### [Data entries]
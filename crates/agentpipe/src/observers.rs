//! Observer registration and dispatch
//!
//! Observers are grouped into layers, one per type in a specialization
//! chain. Dispatch walks the chain root-first, so a specialized agent's
//! observers run in addition to, and after, those of the type it was derived
//! from. Registries are built up front and read-only at dispatch time, which
//! keeps dispatch order deterministic.

use crate::error::Result;
use serde_json::Value;
use std::fmt;
use std::sync::Arc;

/// Shared observer callable
///
/// Observers receive the raw decoded event, not just the fields the
/// accumulator folds, so they can inspect frame kinds the response ignores.
pub type ObserverFn = Arc<dyn Fn(&Value) -> Result<()> + Send + Sync>;

/// A registered observer entry
///
/// Both forms carry a callable and are resolved uniformly at dispatch; the
/// name on the first form only feeds diagnostics.
#[derive(Clone)]
pub enum Observer {
    /// Callback registered under a diagnostic name
    Named {
        /// Label used in trace output
        name: String,
        /// The callback itself
        handler: ObserverFn,
    },

    /// Anonymous inline callback
    Closure(ObserverFn),
}

impl Observer {
    fn handler(&self) -> &ObserverFn {
        match self {
            Self::Named { handler, .. } => handler,
            Self::Closure(handler) => handler,
        }
    }

    fn label(&self) -> &str {
        match self {
            Self::Named { name, .. } => name,
            Self::Closure(_) => "<closure>",
        }
    }
}

impl fmt::Debug for Observer {
    fn fmt(&self, f: &mut fmt::Formatter<'_>) -> fmt::Result {
        f.debug_tuple("Observer").field(&self.label()).finish()
    }
}

#[derive(Clone, Debug)]
struct Layer {
    type_name: String,
    observers: Vec<Observer>,
}

impl Layer {
    fn new(type_name: impl Into<String>) -> Self {
        Self {
            type_name: type_name.into(),
            observers: Vec::new(),
        }
    }
}

/// Ordered observer registry for one type and everything it inherits from
///
/// [`CallbackRegistry::specialize`] clones the chain and appends a fresh
/// layer, so base layers always dispatch first and later specialization
/// never mutates the registry it derived from.
#[derive(Clone, Debug, Default)]
pub struct CallbackRegistry {
    layers: Vec<Layer>,
}

impl CallbackRegistry {
    /// Create an empty registry rooted at a generic agent layer
    pub fn new() -> Self {
        Self::for_type("agent")
    }

    /// Create an empty registry rooted at the given type name
    pub fn for_type(type_name: impl Into<String>) -> Self {
        Self {
            layers: vec![Layer::new(type_name)],
        }
    }

    /// Append a named observer to the most-derived layer
    pub fn on_named<F>(mut self, name: impl Into<String>, handler: F) -> Self
    where
        F: Fn(&Value) -> Result<()> + Send + Sync + 'static,
    {
        self.push(Observer::Named {
            name: name.into(),
            handler: Arc::new(handler),
        });
        self
    }

    /// Append an anonymous observer to the most-derived layer
    pub fn on<F>(mut self, handler: F) -> Self
    where
        F: Fn(&Value) -> Result<()> + Send + Sync + 'static,
    {
        self.push(Observer::Closure(Arc::new(handler)));
        self
    }

    /// Derive a more specialized registry
    ///
    /// The new layer's observers run after everything inherited from this
    /// registry. `self` is left untouched.
    pub fn specialize(&self, type_name: impl Into<String>) -> Self {
        let mut layers = self.layers.clone();
        layers.push(Layer::new(type_name));
        Self { layers }
    }

    /// Invoke every observer with the raw decoded event, root layer first
    ///
    /// Observers run synchronously in registration order; an observer error
    /// propagates to the caller and skips the remaining observers.
    pub fn dispatch(&self, raw: &Value) -> Result<()> {
        for layer in &self.layers {
            for observer in &layer.observers {
                tracing::trace!(
                    layer = %layer.type_name,
                    observer = %observer.label(),
                    "dispatching event"
                );
                (observer.handler())(raw)?;
            }
        }
        Ok(())
    }

    /// Total number of registered observers across all layers
    pub fn len(&self) -> usize {
        self.layers.iter().map(|l| l.observers.len()).sum()
    }

    /// Whether no observers are registered
    pub fn is_empty(&self) -> bool {
        self.len() == 0
    }

    fn push(&mut self, observer: Observer) {
        if self.layers.is_empty() {
            self.layers.push(Layer::new("agent"));
        }
        if let Some(layer) = self.layers.last_mut() {
            layer.observers.push(observer);
        }
    }
}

### [YOUR ASSIGNMENT]
Set down an exact copy of the entries above.

### [EXPECTED OUTPUT]
filename crates/agentpipe/src/observers.rs
//! Observer registration and dispatch
//!
//! Observers are grouped into layers, one per type in a specialization
//! chain. Dispatch walks the chain root-first, so a specialized agent's
//! observers run in addition to, and after, those of the type it was derived
//! from. Registries are built up front and read-only at dispatch time, which
//! keeps dispatch order deterministic.

use crate::error::Result;
use serde_json::Value;
use std::fmt;
use std::sync::Arc;

/// Shared observer callable
///
/// Observers receive the raw decoded event, not just the fields the
/// accumulator folds, so they can inspect frame kinds the response ignores.
pub type ObserverFn = Arc<dyn Fn(&Value) -> Result<()> + Send + Sync>;

/// A registered observer entry
///
/// Both forms carry a callable and are resolved uniformly at dispatch; the
/// name on the first form only feeds diagnostics.
#[derive(Clone)]
pub enum Observer {
    /// Callback registered under a diagnostic name
    Named {
        /// Label used in trace output
        name: String,
        /// The callback itself
        handler: ObserverFn,
    },

    /// Anonymous inline callback
    Closure(ObserverFn),
}

impl Observer {
    fn handler(&self) -> &ObserverFn {
        match self {
            Self::Named { handler, .. } => handler,
            Self::Closure(handler) => handler,
        }
    }

    fn label(&self) -> &str {
        match self {
            Self::Named { name, .. } => name,
            Self::Closure(_) => "<closure>",
        }
    }
}

impl fmt::Debug for Observer {
    fn fmt(&self, f: &mut fmt::Formatter<'_>) -> fmt::Result {
        f.debug_tuple("Observer").field(&self.label()).finish()
    }
}

#[derive(Clone, Debug)]
struct Layer {
    type_name: String,
    observers: Vec<Observer>,
}

impl Layer {
    fn new(type_name: impl Into<String>) -> Self {
        Self {
            type_name: type_name.into(),
            observers: Vec::new(),
        }
    }
}

/// Ordered observer registry for one type and everything it inherits from
///
/// [`CallbackRegistry::specialize`] clones the chain and appends a fresh
/// layer, so base layers always dispatch first and later specialization
/// never mutates the registry it derived from.
#[derive(Clone, Debug, Default)]
pub struct CallbackRegistry {
    layers: Vec<Layer>,
}

impl CallbackRegistry {
    /// Create an empty registry rooted at a generic agent layer
    pub fn new() -> Self {
        Self::for_type("agent")
    }

    /// Create an empty registry rooted at the given type name
    pub fn for_type(type_name: impl Into<String>) -> Self {
        Self {
            layers: vec![Layer::new(type_name)],
        }
    }

    /// Append a named observer to the most-derived layer
    pub fn on_named<F>(mut self, name: impl Into<String>, handler: F) -> Self
    where
        F: Fn(&Value) -> Result<()> + Send + Sync + 'static,
    {
        self.push(Observer::Named {
            name: name.into(),
            handler: Arc::new(handler),
        });
        self
    }

    /// Append an anonymous observer to the most-derived layer
    pub fn on<F>(mut self, handler: F) -> Self
    where
        F: Fn(&Value) -> Result<()> + Send + Sync + 'static,
    {
        self.push(Observer::Closure(Arc::new(handler)));
        self
    }

    /// Derive a more specialized registry
    ///
    /// The new layer's observers run after everything inherited from this
    /// registry. `self` is left untouched.
    pub fn specialize(&self, type_name: impl Into<String>) -> Self {
        let mut layers = self.layers.clone();
        layers.push(Layer::new(type_name));
        Self { layers }
    }

    /// Invoke every observer with the raw decoded event, root layer first
    ///
    /// Observers run synchronously in registration order; an observer error
    /// propagates to the caller and skips the remaining observers.
    pub fn dispatch(&self, raw: &Value) -> Result<()> {
        for layer in &self.layers {
            for observer in &layer.observers {
                tracing::trace!(
                    layer = %layer.type_name,
                    observer = %observer.label(),
                    "dispatching event"
                );
                (observer.handler())(raw)?;
            }
        }
        Ok(())
    }

    /// Total number of registered observers across all layers
    pub fn len(&self) -> usize {
        self.layers.iter().map(|l| l.observers.len()).sum()
    }

    /// Whether no observers are registered
    pub fn is_empty(&self) -> bool {
        self.len() == 0
    }

    fn push(&mut self, observer: Observer) {
        if self.layers.is_empty() {
            self.layers.push(Layer::new("agent"));
        }
        if let Some(layer) = self.layers.last_mut() {
            layer.observers.push(observer);
        }
    }
}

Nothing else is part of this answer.